## [Task description]
The response must reproduce every record in full.

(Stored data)
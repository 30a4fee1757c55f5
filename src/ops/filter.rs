use std::collections::BTreeSet;
use std::fmt;
use std::str::FromStr;

use serde::{Deserialize, Serialize};

use crate::model::task::{Priority, Task};

/// Completion-status filter
#[derive(Debug, Clone, Copy, PartialEq, Eq, Default, Serialize, Deserialize)]
#[serde(rename_all = "lowercase")]
pub enum StatusFilter {
    #[default]
    All,
    Completed,
    Pending,
}

impl StatusFilter {
    pub const ALL: [StatusFilter; 3] = [StatusFilter::All, StatusFilter::Completed, StatusFilter::Pending];

    pub fn matches(self, task: &Task) -> bool {
        match self {
            StatusFilter::All => true,
            StatusFilter::Completed => task.completed,
            StatusFilter::Pending => !task.completed,
        }
    }

    pub fn as_str(self) -> &'static str {
        match self {
            StatusFilter::All => "All",
            StatusFilter::Completed => "Completed",
            StatusFilter::Pending => "Pending",
        }
    }
}

impl fmt::Display for StatusFilter {
    fn fmt(&self, f: &mut fmt::Formatter<'_>) -> fmt::Result {
        f.write_str(self.as_str())
    }
}

impl FromStr for StatusFilter {
    type Err = String;

    fn from_str(s: &str) -> Result<Self, Self::Err> {
        match s.to_ascii_lowercase().as_str() {
            "all" => Ok(StatusFilter::All),
            "completed" | "done" => Ok(StatusFilter::Completed),
            "pending" | "open" => Ok(StatusFilter::Pending),
            _ => Err(format!(
                "unknown status '{}' (expected: all, completed, pending)",
                s
            )),
        }
    }
}

/// Search text plus the three dropdown filters. `Default` filters nothing.
#[derive(Debug, Clone, PartialEq, Eq, Default)]
pub struct FilterCriteria {
    /// Case-insensitive substring of the description; empty = no-op
    pub search: String,
    /// `None` = "All"
    pub category: Option<String>,
    /// `None` = "All"
    pub priority: Option<Priority>,
    pub status: StatusFilter,
}

impl FilterCriteria {
    pub fn is_active(&self) -> bool {
        *self != FilterCriteria::default()
    }
}

/// Result of filtering, keeping "nothing stored" apart from "nothing matched"
#[derive(Debug, PartialEq, Eq)]
pub enum FilterOutcome<'a> {
    NoTasks,
    NoMatches,
    Matches(Vec<&'a Task>),
}

impl<'a> FilterOutcome<'a> {
    pub fn of(tasks: &'a [Task], criteria: &FilterCriteria) -> Self {
        if tasks.is_empty() {
            return FilterOutcome::NoTasks;
        }
        let matches = apply_filters(tasks, criteria);
        if matches.is_empty() {
            FilterOutcome::NoMatches
        } else {
            FilterOutcome::Matches(matches)
        }
    }
}

/// Apply search, category, priority and status filters in that order.
/// Each stage only narrows; list order is preserved.
pub fn apply_filters<'a>(tasks: &'a [Task], criteria: &FilterCriteria) -> Vec<&'a Task> {
    let mut visible: Vec<&Task> = tasks.iter().collect();

    let needle = criteria.search.to_lowercase();
    if !needle.is_empty() {
        visible.retain(|t| t.task.to_lowercase().contains(&needle));
    }
    if let Some(category) = criteria.category.as_deref() {
        visible.retain(|t| t.category == category);
    }
    if let Some(priority) = criteria.priority {
        visible.retain(|t| t.priority == priority);
    }
    if criteria.status != StatusFilter::All {
        visible.retain(|t| criteria.status.matches(t));
    }

    visible
}

/// Sorted distinct categories across all tasks
pub fn category_options(tasks: &[Task]) -> Vec<String> {
    tasks
        .iter()
        .map(|t| t.category.clone())
        .collect::<BTreeSet<_>>()
        .into_iter()
        .collect()
}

## [Response below]
repository 30a4fee1757c55f5
filename src/ops/filter.rs
use std::collections::BTreeSet;
use std::fmt;
use std::str::FromStr;

use serde::{Deserialize, Serialize};

use crate::model::task::{Priority, Task};

/// Completion-status filter
#[derive(Debug, Clone, Copy, PartialEq, Eq, Default, Serialize, Deserialize)]
#[serde(rename_all = "lowercase")]
pub enum StatusFilter {
    #[default]
    All,
    Completed,
    Pending,
}

impl StatusFilter {
    pub const ALL: [StatusFilter; 3] = [StatusFilter::All, StatusFilter::Completed, StatusFilter::Pending];

    pub fn matches(self, task: &Task) -> bool {
        match self {
            StatusFilter::All => true,
            StatusFilter::Completed => task.completed,
            StatusFilter::Pending => !task.completed,
        }
    }

    pub fn as_str(self) -> &'static str {
        match self {
            StatusFilter::All => "All",
            StatusFilter::Completed => "Completed",
            StatusFilter::Pending => "Pending",
        }
    }
}

impl fmt::Display for StatusFilter {
    fn fmt(&self, f: &mut fmt::Formatter<'_>) -> fmt::Result {
        f.write_str(self.as_str())
    }
}

impl FromStr for StatusFilter {
    type Err = String;

    fn from_str(s: &str) -> Result<Self, Self::Err> {
        match s.to_ascii_lowercase().as_str() {
            "all" => Ok(StatusFilter::All),
            "completed" | "done" => Ok(StatusFilter::Completed),
            "pending" | "open" => Ok(StatusFilter::Pending),
            _ => Err(format!(
                "unknown status '{}' (expected: all, completed, pending)",
                s
            )),
        }
    }
}

/// Search text plus the three dropdown filters. `Default` filters nothing.
#[derive(Debug, Clone, PartialEq, Eq, Default)]
pub struct FilterCriteria {
    /// Case-insensitive substring of the description; empty = no-op
    pub search: String,
    /// `None` = "All"
    pub category: Option<String>,
    /// `None` = "All"
    pub priority: Option<Priority>,
    pub status: StatusFilter,
}

impl FilterCriteria {
    pub fn is_active(&self) -> bool {
        *self != FilterCriteria::default()
    }
}

/// Result of filtering, keeping "nothing stored" apart from "nothing matched"
#[derive(Debug, PartialEq, Eq)]
pub enum FilterOutcome<'a> {
    NoTasks,
    NoMatches,
    Matches(Vec<&'a Task>),
}

impl<'a> FilterOutcome<'a> {
    pub fn of(tasks: &'a [Task], criteria: &FilterCriteria) -> Self {
        if tasks.is_empty() {
            return FilterOutcome::NoTasks;
        }
        let matches = apply_filters(tasks, criteria);
        if matches.is_empty() {
            FilterOutcome::NoMatches
        } else {
            FilterOutcome::Matches(matches)
        }
    }
}

/// Apply search, category, priority and status filters in that order.
/// Each stage only narrows; list order is preserved.
pub fn apply_filters<'a>(tasks: &'a [Task], criteria: &FilterCriteria) -> Vec<&'a Task> {
    let mut visible: Vec<&Task> = tasks.iter().collect();

    let needle = criteria.search.to_lowercase();
    if !needle.is_empty() {
        visible.retain(|t| t.task.to_lowercase().contains(&needle));
    }
    if let Some(category) = criteria.category.as_deref() {
        visible.retain(|t| t.category == category);
    }
    if let Some(priority) = criteria.priority {
        visible.retain(|t| t.priority == priority);
    }
    if criteria.status != StatusFilter::All {
        visible.retain(|t| criteria.status.matches(t));
    }

    visible
}

/// Sorted distinct categories across all tasks
pub fn category_options(tasks: &[Task]) -> Vec<String> {
    tasks
        .iter()
        .map(|t| t.category.clone())
        .collect::<BTreeSet<_>>()
        .into_iter()
        .collect()
}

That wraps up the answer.